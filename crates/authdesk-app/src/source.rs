// Copyright 2026 Phillip Cloud
// Licensed under the Apache License, Version 2.0

use crate::{DashboardOverview, RemoteCallError, RemoteRecord, ResourceKind, RowId, StatKind, StatPoint};

/// A remote listing call. An empty listing is a success; retries are the
/// caller's business.
pub trait RemoteListSource {
    fn fetch(&mut self, kind: ResourceKind) -> Result<Vec<RemoteRecord>, RemoteCallError>;
}

/// A follow-up call keyed by the id of a listed row.
pub trait DetailSource {
    type Detail;

    fn fetch_detail(&mut self, id: &RowId) -> Result<Vec<Self::Detail>, RemoteCallError>;
}

pub trait DashboardSource {
    fn overview(&mut self) -> Result<DashboardOverview, RemoteCallError>;
    fn stats(&mut self, kind: StatKind) -> Result<Vec<StatPoint>, RemoteCallError>;
}

/// Rejects a listing that contains records of another resource kind.
pub fn verify_kind(
    kind: ResourceKind,
    records: Vec<RemoteRecord>,
) -> Result<Vec<RemoteRecord>, RemoteCallError> {
    if let Some(stray) = records.iter().find(|record| record.kind() != kind) {
        return Err(RemoteCallError::decode(format!(
            "{} listing returned a {} record",
            kind.as_str(),
            stray.kind().as_str()
        )));
    }
    Ok(records)
}
// Copyright 2026 Phillip Cloud
// Licensed under the Apache License, Version 2.0

use anyhow::{Context, Result};
use authdesk_app::{
    DashboardView, DetailBatch, DetailRequest, Generation, LogEntry, RemoteCallError,
    RemoteListSource, RemoteRecord, ResourceKind, RowId, fetch_details,
};
use authdesk_rpc::Client;
use authdesk_tui::{AppRuntime, CollectedFailures, InternalEvent};
use std::sync::mpsc::Sender;
use std::thread;
use tracing::debug;

/// Runtime backed by the admin server. Each request runs on its own worker
/// thread with a clone of the client; results come back over the UI channel.
pub struct RpcRuntime {
    client: Client,
}

impl RpcRuntime {
    pub fn new(client: Client) -> Self {
        Self { client }
    }

    fn spawn_worker<F>(&self, name: &str, work: F) -> Result<()>
    where
        F: FnOnce(Client) + Send + 'static,
    {
        let client = self.client.clone();
        thread::Builder::new()
            .name(format!("authdesk-{name}"))
            .spawn(move || work(client))
            .with_context(|| format!("spawn {name} worker thread"))?;
        Ok(())
    }
}

fn load_dashboard(client: &mut Client) -> (DashboardView, Vec<RemoteCallError>) {
    let mut failures = CollectedFailures::default();
    let view = DashboardView::load(client, &mut failures);
    (view, failures.0)
}

impl AppRuntime for RpcRuntime {
    fn load_listing(&mut self, kind: ResourceKind) -> Result<Vec<RemoteRecord>, RemoteCallError> {
        self.client.fetch(kind)
    }

    fn load_details(&mut self, ids: &[RowId]) -> DetailBatch<LogEntry> {
        fetch_details(&mut self.client, ids)
    }

    fn load_dashboard(&mut self) -> (DashboardView, Vec<RemoteCallError>) {
        load_dashboard(&mut self.client)
    }

    fn spawn_listing(
        &mut self,
        kind: ResourceKind,
        generation: Generation,
        tx: Sender<InternalEvent>,
    ) -> Result<()> {
        self.spawn_worker("listing", move |mut client| {
            let result = client.fetch(kind);
            if tx.send(InternalEvent::Listing { generation, result }).is_err() {
                debug!("ui gone before listing arrived");
            }
        })
    }

    fn spawn_details(&mut self, request: DetailRequest, tx: Sender<InternalEvent>) -> Result<()> {
        self.spawn_worker("details", move |mut client| {
            let batch = fetch_details(&mut client, &request.ids);
            let event = InternalEvent::Details {
                generation: request.generation,
                batch,
            };
            if tx.send(event).is_err() {
                debug!("ui gone before details arrived");
            }
        })
    }

    fn spawn_dashboard(&mut self, request_id: u64, tx: Sender<InternalEvent>) -> Result<()> {
        self.spawn_worker("dashboard", move |mut client| {
            let (view, failures) = load_dashboard(&mut client);
            let event = InternalEvent::Dashboard {
                request_id,
                view,
                failures,
            };
            if tx.send(event).is_err() {
                debug!("ui gone before dashboard arrived");
            }
        })
    }
}
// Copyright 2026 Phillip Cloud
// Licensed under the Apache License, Version 2.0

use crate::{DashboardOverview, DashboardSource, FailureNotifier, StatKind, StatPoint};

/// Aggregate counters plus one series per stat kind. A failed call leaves its
/// part empty and does not stop the remaining calls.
#[derive(Debug, Clone, PartialEq, Default)]
pub struct DashboardView {
    pub overview: Option<DashboardOverview>,
    pub assigned: Vec<StatPoint>,
    pub in_use: Vec<StatPoint>,
}

impl DashboardView {
    pub fn series(&self, kind: StatKind) -> &[StatPoint] {
        match kind {
            StatKind::Assigned => &self.assigned,
            StatKind::InUse => &self.in_use,
        }
    }

    pub fn series_mut(&mut self, kind: StatKind) -> &mut Vec<StatPoint> {
        match kind {
            StatKind::Assigned => &mut self.assigned,
            StatKind::InUse => &mut self.in_use,
        }
    }

    pub fn load<S>(source: &mut S, notifier: &mut dyn FailureNotifier) -> Self
    where
        S: DashboardSource + ?Sized,
    {
        let mut view = Self::default();
        match source.overview() {
            Ok(overview) => view.overview = Some(overview),
            Err(error) => notifier.notify(&error),
        }
        for kind in StatKind::ALL {
            match source.stats(kind) {
                Ok(points) => *view.series_mut(kind) = points,
                Err(error) => notifier.notify(&error),
            }
        }
        view
    }
}

/// Min and max of a series, or `None` when it is empty.
pub fn series_bounds(points: &[StatPoint]) -> Option<(f64, f64)> {
    let mut values = points.iter().map(|point| point.value);
    let first = values.next()?;
    Some(values.fold((first, first), |(low, high), value| {
        (low.min(value), high.max(value))
    }))
}
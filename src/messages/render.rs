//! Render state - data structure sent from App layer to UI for rendering

use std::collections::BTreeMap;
use std::sync::Arc;

use crate::app::field::FieldInput;
use crate::messages::ui_events::{Focus, View};
use crate::models::{HeaderEntry, HttpMethod, RequestRecord, ResponseRecord};

/// Complete state needed by the UI to render
#[derive(Debug, Clone, Default)]
pub struct RenderState {
    // Navigation
    pub view: View,
    pub focus: Focus,

    // Request draft
    pub method: Option<HttpMethod>,
    pub method_cursor: usize,
    pub url: FieldInput,
    pub body: FieldInput,
    pub header_key: FieldInput,
    pub header_value: FieldInput,
    pub headers: Vec<HeaderEntry>,
    pub params: BTreeMap<String, String>,

    // Exchange
    pub in_flight: bool,
    pub response: Option<ResponseRecord>,
    pub error: Option<String>,
    pub response_scroll: u16,

    // History
    pub history: Vec<Arc<RequestRecord>>,
    pub history_selected: usize,
}

impl RenderState {
    /// Field whose cursor the terminal should show, if any
    pub fn focused_field(&self) -> Option<&FieldInput> {
        if self.view != View::Request {
            return None;
        }
        match self.focus {
            Focus::Method => None,
            Focus::Url => Some(&self.url),
            Focus::Body => Some(&self.body),
            Focus::HeaderKey => Some(&self.header_key),
            Focus::HeaderValue => Some(&self.header_value),
        }
    }
}
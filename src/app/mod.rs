//! App layer - the session controller
//!
//! The App actor receives UI events and network completions,
//! updates state, and emits network commands and render state.

pub mod state;
pub mod actor;
pub mod commands;
pub mod draft;
pub mod field;
pub mod transitions;

pub use state::AppState;
pub use actor::AppActor;
pub use commands::Effect;
pub use draft::RequestDraft;
pub use field::FieldInput;
use ratatui::{prelude::*, widgets::*};

/// Renders the view tabs
pub fn render_tabs<'a>(titles: &[&'a str], selected: usize) -> Tabs<'a> {
    let titles: Vec<Line> = titles.iter().map(|t| Line::from(*t)).collect();

    Tabs::new(titles)
        .select(selected)
        .style(Style::default().fg(Color::DarkGray))
        .highlight_style(Style::default().fg(Color::Black).bg(Color::Cyan).bold())
        .divider("|")
}

/// Border style for a field, highlighted when it holds focus
pub fn field_block(title: &str, focused: bool) -> Block<'_> {
    let border_style = if focused {
        Style::default().fg(Color::Yellow)
    } else {
        Style::default().fg(Color::DarkGray)
    };

    Block::default()
        .borders(Borders::ALL)
        .border_style(border_style)
        .title(title)
}

/// Pretty-print a JSON body for display; anything else is returned unchanged
pub fn pretty_body(body: &str) -> String {
    match serde_json::from_str::<serde_json::Value>(body) {
        Ok(json) => serde_json::to_string_pretty(&json).unwrap_or_else(|_| body.to_string()),
        Err(_) => body.to_string(),
    }
}

/// Simple JSON syntax highlighting, one `Line` per input line
pub fn highlight_json(text: &str) -> Vec<Line<'static>> {
    text.lines().map(highlight_json_line).collect()
}

fn highlight_json_line(line: &str) -> Line<'static> {
    let mut spans = Vec::new();
    let mut rest = line;

    while let Some(c) = rest.chars().next() {
        let (len, style) = match c {
            '"' => {
                let len = string_literal_len(rest);
                let is_key = rest[len..].trim_start().starts_with(':');
                let color = if is_key { Color::Cyan } else { Color::Green };
                (len, Style::default().fg(color))
            }
            '{' | '}' | '[' | ']' => (1, Style::default().fg(Color::Yellow)),
            '-' | '0'..='9' => {
                let len = rest
                    .find(|ch: char| !(ch.is_ascii_digit() || matches!(ch, '-' | '+' | '.' | 'e' | 'E')))
                    .unwrap_or(rest.len());
                (len, Style::default().fg(Color::Yellow))
            }
            _ => {
                if let Some(word) = ["true", "false", "null"].iter().find(|w| rest.starts_with(**w)) {
                    (word.len(), Style::default().fg(Color::Magenta))
                } else {
                    (c.len_utf8(), Style::default())
                }
            }
        };

        spans.push(Span::styled(rest[..len].to_string(), style));
        rest = &rest[len..];
    }

    Line::from(spans)
}

/// Byte length of the string literal at the start of `s`, quotes included.
/// An unterminated literal runs to the end of the line.
fn string_literal_len(s: &str) -> usize {
    let mut escaped = false;
    for (i, c) in s.char_indices().skip(1) {
        match c {
            '\\' if !escaped => escaped = true,
            '"' if !escaped => return i + 1,
            _ => escaped = false,
        }
    }
    s.len()
}

/// Status code color
pub fn status_color(code: u16) -> Color {
    match code {
        200..=299 => Color::Green,
        300..=399 => Color::Cyan,
        400..=499 => Color::Red,
        500..=599 => Color::Magenta,
        _ => Color::Yellow,
    }
}

/// Method color
pub fn method_color(method: &str) -> Color {
    match method {
        "GET" => Color::Green,
        "POST" => Color::Yellow,
        "PUT" => Color::Blue,
        "PATCH" => Color::Cyan,
        "DELETE" => Color::Red,
        "HEAD" => Color::Magenta,
        _ => Color::White,
    }
}

/// Terminal column of a text cursor inside a bordered field, clamped to the border
pub fn cursor_x(area: Rect, column: usize) -> u16 {
    let max_x = area.x.saturating_add(area.width.saturating_sub(2));
    let column = u16::try_from(column).unwrap_or(u16::MAX);
    area.x.saturating_add(column).saturating_add(1).min(max_x)
}
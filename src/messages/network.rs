//! Network messages - communication between App and Network layers

use std::sync::Arc;

use uuid::Uuid;

use crate::error::TransportError;
use crate::models::{RequestRecord, ResponseRecord};

/// Commands sent from App layer to Network layer
#[derive(Debug, Clone)]
pub enum NetworkCommand {
    /// Run one exchange for a record already appended to history
    Execute { record: Arc<RequestRecord> },

    /// Shutdown the network actor
    Shutdown,
}

/// Completion message sent from Network layer to App layer, one per exchange
#[derive(Debug, Clone)]
pub struct NetworkResponse {
    pub id: Uuid,
    pub result: Result<ResponseRecord, TransportError>,
}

**********

TASK INSTRUCTIONS
Extract all lines of the records above that include "first".

SOLUTION FOR THIS TASK
    let first = values.next()?;
    Some(values.fold((first, first), |(low, high), value| {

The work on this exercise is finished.